From the entries, copy every line that carries the string "SearchService".

The data:

__________

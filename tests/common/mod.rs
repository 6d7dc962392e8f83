//! Shared fixtures for service-level tests.
//!
//! The sample corpus mirrors the shapes found in a real docs corpus: deep
//! breadcrumbs, code-only sections, heading-only sections, two sections
//! sharing one page path, embedded markup, and an old-style bare-string
//! paragraph.

use docsearch::{Corpus, SearchService};
use rstest::fixture;
use std::path::Path;

pub const CORPUS_JSON: &str = r#"[
    {
        "titles": ["Aggregates", "Basic Syntax", "Distinct Counts"],
        "paragraphs": [
            {"type": "p", "text": "Distinct counts may be used to count the number of distinct values."},
            {"type": "code", "text": "aggregate: flight_count is count(distinct tail_num)"}
        ],
        "path": "/language/aggregates.md"
    },
    {
        "titles": ["SQL Blocks"],
        "paragraphs": [
            {"type": "code", "text": "SELECT count(distinct id) FROM flights"}
        ],
        "path": "/language/sql_blocks.md"
    },
    {
        "titles": ["Expressions"],
        "paragraphs": [
            {"type": "p", "text": "Counts appear in many expressions. A distinct topic is covered elsewhere."}
        ],
        "path": "/language/expressions.md"
    },
    {
        "titles": ["Connecting a Database", "BigQuery"],
        "paragraphs": [
            {"type": "p", "text": "Authenticating to BigQuery can be done via OAuth using your <a href=\"https://cloud.google.com\">Google Cloud account</a>."}
        ],
        "path": "/connection_instructions.md"
    },
    {
        "titles": ["Connecting a Database", "PostgreSQL"],
        "paragraphs": [],
        "path": "/connection_instructions.md"
    },
    {
        "titles": ["Filters"],
        "paragraphs": ["Bare string paragraphs still appear in older corpora."],
        "path": "/language/filters.md"
    }
]"#;

pub fn sample_corpus() -> Corpus {
    Corpus::from_json_slice(CORPUS_JSON.as_bytes(), Path::new("fixture.json")).unwrap()
}

/// A service with the sample corpus built and ready to query.
#[fixture]
pub fn ready_service() -> SearchService {
    let service = SearchService::default();
    service.build(sample_corpus()).unwrap();
    service
}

__________

Answer space:
use docsearch::{Corpus, SearchService};
pub fn ready_service() -> SearchService {
    let service = SearchService::default();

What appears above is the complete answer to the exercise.